-- Opening Marker --
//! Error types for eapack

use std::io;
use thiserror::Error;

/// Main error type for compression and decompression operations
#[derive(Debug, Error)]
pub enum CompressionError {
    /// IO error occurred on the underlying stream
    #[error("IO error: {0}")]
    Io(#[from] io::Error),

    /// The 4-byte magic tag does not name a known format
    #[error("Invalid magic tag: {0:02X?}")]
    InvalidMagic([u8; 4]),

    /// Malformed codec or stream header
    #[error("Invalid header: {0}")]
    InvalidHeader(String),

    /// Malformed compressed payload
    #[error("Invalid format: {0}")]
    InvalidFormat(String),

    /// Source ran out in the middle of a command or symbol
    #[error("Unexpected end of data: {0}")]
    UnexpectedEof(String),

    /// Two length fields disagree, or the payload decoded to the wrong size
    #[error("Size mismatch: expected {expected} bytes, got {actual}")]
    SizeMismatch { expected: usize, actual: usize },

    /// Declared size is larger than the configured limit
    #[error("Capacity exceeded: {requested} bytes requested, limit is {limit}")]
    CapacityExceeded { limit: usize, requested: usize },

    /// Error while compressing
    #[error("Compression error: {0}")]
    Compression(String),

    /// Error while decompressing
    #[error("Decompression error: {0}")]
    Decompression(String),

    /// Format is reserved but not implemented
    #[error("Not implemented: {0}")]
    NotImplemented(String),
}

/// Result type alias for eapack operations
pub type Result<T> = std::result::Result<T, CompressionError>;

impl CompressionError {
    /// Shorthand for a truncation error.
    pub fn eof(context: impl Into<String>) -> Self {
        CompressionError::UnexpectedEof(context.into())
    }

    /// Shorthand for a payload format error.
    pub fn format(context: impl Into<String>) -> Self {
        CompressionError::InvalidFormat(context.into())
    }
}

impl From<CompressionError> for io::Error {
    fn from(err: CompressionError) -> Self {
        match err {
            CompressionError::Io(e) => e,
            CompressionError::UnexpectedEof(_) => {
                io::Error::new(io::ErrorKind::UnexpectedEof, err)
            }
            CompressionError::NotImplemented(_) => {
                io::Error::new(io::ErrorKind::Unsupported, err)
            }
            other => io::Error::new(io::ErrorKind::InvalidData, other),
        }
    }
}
-- Closing Marker --
-- Opening Marker --
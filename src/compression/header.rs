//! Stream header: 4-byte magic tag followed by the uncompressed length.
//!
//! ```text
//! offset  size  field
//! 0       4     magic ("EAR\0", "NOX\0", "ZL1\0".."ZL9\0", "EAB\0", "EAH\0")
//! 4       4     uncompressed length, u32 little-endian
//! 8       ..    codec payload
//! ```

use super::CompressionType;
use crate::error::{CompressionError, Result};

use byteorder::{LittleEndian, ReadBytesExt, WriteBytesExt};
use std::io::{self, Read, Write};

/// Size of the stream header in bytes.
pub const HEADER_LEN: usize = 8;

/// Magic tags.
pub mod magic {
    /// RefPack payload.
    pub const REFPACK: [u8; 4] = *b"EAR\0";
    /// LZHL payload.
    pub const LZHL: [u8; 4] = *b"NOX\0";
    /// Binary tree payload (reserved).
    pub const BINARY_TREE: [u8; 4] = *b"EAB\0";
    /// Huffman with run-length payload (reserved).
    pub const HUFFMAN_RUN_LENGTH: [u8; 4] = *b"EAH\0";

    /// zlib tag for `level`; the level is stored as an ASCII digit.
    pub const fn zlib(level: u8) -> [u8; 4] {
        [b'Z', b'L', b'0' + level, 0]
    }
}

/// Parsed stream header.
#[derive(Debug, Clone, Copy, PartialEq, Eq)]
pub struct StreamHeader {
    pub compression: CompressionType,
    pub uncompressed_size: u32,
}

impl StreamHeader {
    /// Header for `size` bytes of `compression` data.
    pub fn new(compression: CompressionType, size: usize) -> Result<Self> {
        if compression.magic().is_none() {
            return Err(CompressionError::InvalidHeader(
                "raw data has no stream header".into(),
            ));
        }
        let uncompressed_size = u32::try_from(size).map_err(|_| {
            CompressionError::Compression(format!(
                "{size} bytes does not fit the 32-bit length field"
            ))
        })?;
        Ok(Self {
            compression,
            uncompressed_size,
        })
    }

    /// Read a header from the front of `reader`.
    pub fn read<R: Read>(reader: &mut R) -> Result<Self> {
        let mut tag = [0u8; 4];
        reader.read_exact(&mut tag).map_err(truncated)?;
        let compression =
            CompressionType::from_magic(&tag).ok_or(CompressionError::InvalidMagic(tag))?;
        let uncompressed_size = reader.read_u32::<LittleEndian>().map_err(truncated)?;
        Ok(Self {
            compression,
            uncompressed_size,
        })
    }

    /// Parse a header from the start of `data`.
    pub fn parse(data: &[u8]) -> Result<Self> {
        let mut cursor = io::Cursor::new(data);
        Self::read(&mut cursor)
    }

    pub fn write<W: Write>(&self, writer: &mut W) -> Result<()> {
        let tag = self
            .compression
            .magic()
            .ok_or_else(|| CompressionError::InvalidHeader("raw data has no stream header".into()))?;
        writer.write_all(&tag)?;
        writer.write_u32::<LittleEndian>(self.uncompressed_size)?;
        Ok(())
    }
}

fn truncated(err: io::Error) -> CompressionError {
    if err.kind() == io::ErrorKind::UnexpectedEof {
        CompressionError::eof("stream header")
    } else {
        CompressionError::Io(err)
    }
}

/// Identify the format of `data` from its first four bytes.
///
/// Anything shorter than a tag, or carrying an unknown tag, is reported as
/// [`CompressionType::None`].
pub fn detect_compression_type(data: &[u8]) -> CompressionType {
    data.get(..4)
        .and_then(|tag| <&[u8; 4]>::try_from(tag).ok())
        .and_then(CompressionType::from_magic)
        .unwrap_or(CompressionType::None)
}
-- Closing Marker --
-- Opening Marker --
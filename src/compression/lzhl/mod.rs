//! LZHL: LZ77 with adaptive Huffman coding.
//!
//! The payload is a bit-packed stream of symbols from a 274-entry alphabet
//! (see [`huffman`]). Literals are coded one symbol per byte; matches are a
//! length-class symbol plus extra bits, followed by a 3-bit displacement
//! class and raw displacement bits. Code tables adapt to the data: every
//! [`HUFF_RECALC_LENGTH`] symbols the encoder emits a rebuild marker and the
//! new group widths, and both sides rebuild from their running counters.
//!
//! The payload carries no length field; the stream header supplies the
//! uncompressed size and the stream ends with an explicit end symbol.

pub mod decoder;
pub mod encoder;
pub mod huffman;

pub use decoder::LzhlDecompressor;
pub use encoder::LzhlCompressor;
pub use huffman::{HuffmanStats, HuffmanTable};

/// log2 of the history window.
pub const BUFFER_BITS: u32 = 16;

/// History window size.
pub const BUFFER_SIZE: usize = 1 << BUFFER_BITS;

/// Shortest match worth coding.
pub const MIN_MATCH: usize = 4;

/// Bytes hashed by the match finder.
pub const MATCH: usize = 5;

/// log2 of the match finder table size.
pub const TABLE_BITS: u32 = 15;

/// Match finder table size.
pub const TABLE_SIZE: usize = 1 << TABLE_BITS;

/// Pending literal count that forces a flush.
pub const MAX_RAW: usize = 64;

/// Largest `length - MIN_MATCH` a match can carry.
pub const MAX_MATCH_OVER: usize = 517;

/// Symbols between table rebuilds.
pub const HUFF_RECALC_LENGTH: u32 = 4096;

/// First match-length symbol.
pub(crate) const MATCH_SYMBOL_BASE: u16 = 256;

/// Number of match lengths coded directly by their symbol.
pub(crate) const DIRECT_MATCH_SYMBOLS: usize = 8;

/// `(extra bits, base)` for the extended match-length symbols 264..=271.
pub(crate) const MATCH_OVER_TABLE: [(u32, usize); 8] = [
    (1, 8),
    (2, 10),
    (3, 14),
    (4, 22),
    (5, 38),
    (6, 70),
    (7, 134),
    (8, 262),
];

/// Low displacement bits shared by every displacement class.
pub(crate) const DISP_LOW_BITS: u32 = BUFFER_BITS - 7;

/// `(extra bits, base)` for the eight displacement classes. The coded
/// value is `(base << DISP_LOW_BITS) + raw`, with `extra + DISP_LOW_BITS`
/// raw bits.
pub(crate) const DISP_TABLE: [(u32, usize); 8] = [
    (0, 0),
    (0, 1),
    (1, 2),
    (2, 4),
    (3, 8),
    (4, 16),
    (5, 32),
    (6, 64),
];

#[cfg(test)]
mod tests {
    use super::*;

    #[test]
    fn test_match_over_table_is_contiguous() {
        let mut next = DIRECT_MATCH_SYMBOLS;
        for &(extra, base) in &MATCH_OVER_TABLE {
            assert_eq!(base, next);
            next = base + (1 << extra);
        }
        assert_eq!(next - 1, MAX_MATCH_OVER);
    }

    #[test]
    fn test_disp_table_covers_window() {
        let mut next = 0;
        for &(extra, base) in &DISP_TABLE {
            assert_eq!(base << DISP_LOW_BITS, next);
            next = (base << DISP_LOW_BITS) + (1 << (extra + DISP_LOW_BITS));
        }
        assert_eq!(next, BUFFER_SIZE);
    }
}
-- Closing Marker --
### Directions
Go through the data and show every line where "UnexpectedEof" occurs.

### Task response
    UnexpectedEof(String),
        CompressionError::UnexpectedEof(context.into())
            CompressionError::UnexpectedEof(_) => {
                io::Error::new(io::ErrorKind::UnexpectedEof, err)
    if err.kind() == io::ErrorKind::UnexpectedEof {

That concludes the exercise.